As many as 400 Japanese were expected to be at the launch today in Cape Canaveral. The Japanese lab — named Kibo, which means hope — will be the biggest room at the space station once it's installed. The 37-foot-long scientific workshop is as large as a school bus and weighs more than 32,000 pounds; it fills Discovery's entire payload bay. It has its own hatch to the outside for experiments and a pair of robot arms.
The first part of the lab flew up in March, and the third and final section will be launched next year.
The shuttle will also take up a new pump for the space station's malfunctioning toilet. The pump was flown to Florida from Moscow on Wednesday, a rush job precipitated by last week's toilet breakdown at the space station.
Three space walks are planned during the 14-day flight by Discovery's seven astronauts, one of whom is Japanese. The shuttle commander is Mark Kelly, whose identical twin, Scott, is also a space shuttle skipper.

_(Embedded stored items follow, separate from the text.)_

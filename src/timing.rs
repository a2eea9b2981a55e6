//! Effective start and duration of each Period.
//!
//! A Period may omit its `@start` and `@duration` attributes. The start of the first Period then
//! defaults to zero and the start of a later Period to the end of its predecessor. A missing
//! duration runs until the declared start of the following Period, or for the last Period until
//! the end of the presentation (MPD@mediaPresentationDuration). When none of these is known the
//! value is unresolved, which is normal for the last Period of a live presentation.
//!
//! Timings for all Periods are computed in a single pass and cached in a side table that is
//! discarded whenever the manifest's generation counter moves on.

use std::collections::HashMap;
use std::time::Duration;
use chrono::TimeDelta;
use tracing::{debug, warn};
use crate::{Period, XsDatetime};
use crate::manifest::{Manifest, PeriodKey};


/// The effective timing of a Period, relative to the start of the presentation.
#[derive(Debug, Clone, Copy, Default, PartialEq, Eq)]
pub struct PeriodTiming {
    pub start: Option<Duration>,
    pub duration: Option<Duration>,
}

impl PeriodTiming {
    pub fn end(&self) -> Option<Duration> {
        self.start?.checked_add(self.duration?)
    }
}

#[derive(Debug, Default)]
pub(crate) struct TimingCache {
    generation: Option<u64>,
    timings: HashMap<PeriodKey, PeriodTiming>,
}

// chrono works with signed deltas; durations too large to represent saturate.
pub(crate) fn to_delta(d: Duration) -> TimeDelta {
    TimeDelta::from_std(d).unwrap_or(TimeDelta::MAX)
}

/// Compute the effective timing of a sequence of sibling Periods.
pub fn compute_period_timings(periods: &[Period], presentation_duration: Option<Duration>) -> Vec<PeriodTiming> {
    let mut timings: Vec<PeriodTiming> = Vec::with_capacity(periods.len());
    for (i, period) in periods.iter().enumerate() {
        let start = match period.start {
            Some(s) => Some(s),
            None if i == 0 => Some(Duration::ZERO),
            None => timings[i - 1].end(),
        };
        let duration = match (period.duration, periods.get(i + 1)) {
            (Some(d), _) => Some(d),
            (None, Some(next)) => match (next.start, start) {
                (Some(next_start), Some(start)) => {
                    let gap = next_start.checked_sub(start);
                    if gap.is_none() {
                        warn!(period = ?period.id, ?start, ?next_start, "Period starts after its successor");
                    }
                    gap
                },
                _ => None,
            },
            (None, None) => match (presentation_duration, start) {
                (Some(total), Some(start)) => total.checked_sub(start),
                _ => None,
            },
        };
        if start.is_none() {
            debug!(period = ?period.id, "unable to resolve Period start");
        }
        timings.push(PeriodTiming { start, duration });
    }
    timings
}

impl Manifest {
    /// The effective timing of a Period, or `None` for an unknown handle.
    pub fn period_timing(&self, key: PeriodKey) -> Option<PeriodTiming> {
        let mut cache = self.timing_cache();
        if cache.generation != Some(self.generation()) {
            let computed = compute_period_timings(&self.mpd().periods, self.mpd().mediaPresentationDuration);
            cache.timings = self.period_keys().iter().copied().zip(computed).collect();
            cache.generation = Some(self.generation());
            debug!(generation = self.generation(), periods = cache.timings.len(), "computed Period timings");
        }
        cache.timings.get(&key).copied()
    }

    /// The start of a Period relative to the start of the presentation.
    pub fn calc_start(&self, key: PeriodKey) -> Option<Duration> {
        self.period_timing(key)?.start
    }

    pub fn calc_duration(&self, key: PeriodKey) -> Option<Duration> {
        self.period_timing(key)?.duration
    }

    /// The anchor of the presentation timeline: MPD@availabilityStartTime, or the epoch for a
    /// manifest that does not declare one.
    pub fn presentation_origin(&self) -> XsDatetime {
        self.mpd().availabilityStartTime.unwrap_or(XsDatetime::UNIX_EPOCH)
    }

    /// The wall-clock time at which a Period starts.
    pub fn period_presentation_start(&self, key: PeriodKey) -> Option<XsDatetime> {
        let start = self.calc_start(key)?;
        self.presentation_origin().checked_add_signed(to_delta(start))
    }

    /// The Period whose wall-clock interval contains `time`.
    pub fn period_for(&self, time: XsDatetime) -> Option<PeriodKey> {
        for &key in self.period_keys() {
            let Some(start) = self.period_presentation_start(key) else {
                continue;
            };
            if time < start {
                return None;
            }
            match self.calc_duration(key) {
                None => return Some(key),
                Some(d) => {
                    if start.checked_add_signed(to_delta(d)).map_or(true, |end| time < end) {
                        return Some(key);
                    }
                },
            }
        }
        None
    }
}


#[cfg(test)]
mod tests {
    use super::*;

    fn period(start: Option<u64>, duration: Option<u64>) -> Period {
        Period {
            start: start.map(Duration::from_secs),
            duration: duration.map(Duration::from_secs),
            ..Default::default()
        }
    }

    #[test]
    fn test_start_from_predecessor() {
        let periods = vec![period(None, Some(30)), period(None, Some(20)), period(None, None)];
        let timings = compute_period_timings(&periods, Some(Duration::from_secs(60)));
        assert_eq!(timings[0].start, Some(Duration::ZERO));
        assert_eq!(timings[1].start, Some(Duration::from_secs(30)));
        assert_eq!(timings[2].start, Some(Duration::from_secs(50)));
        assert_eq!(timings[2].duration, Some(Duration::from_secs(10)));
    }

    #[test]
    fn test_unresolved_propagates() {
        let periods = vec![period(Some(0), None), period(None, None), period(None, Some(5))];
        let timings = compute_period_timings(&periods, None);
        assert_eq!(timings[0].duration, None);
        assert_eq!(timings[1].start, None);
        assert_eq!(timings[2].start, None);
        assert_eq!(timings[2].duration, Some(Duration::from_secs(5)));
    }

    #[test]
    fn test_overlapping_successor() {
        let periods = vec![period(Some(20), None), period(Some(10), None)];
        let timings = compute_period_timings(&periods, None);
        assert_eq!(timings[0].duration, None);
    }
}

A glitch on Mars: Scientists for the Phoenix Mars lander are wrestling with an intermittent short circuit on the spacecraft. The problem is in a device that will analyze ice and soil dug from the planet's surface, the scientists said. The short circuit was found during testing before the mission's experiments get under way and isn't considered critical, said William Boyton of the University of Arizona's Lunar and Planetary Laboratory. He said scientists know what is triggering the problem and are working on solutions.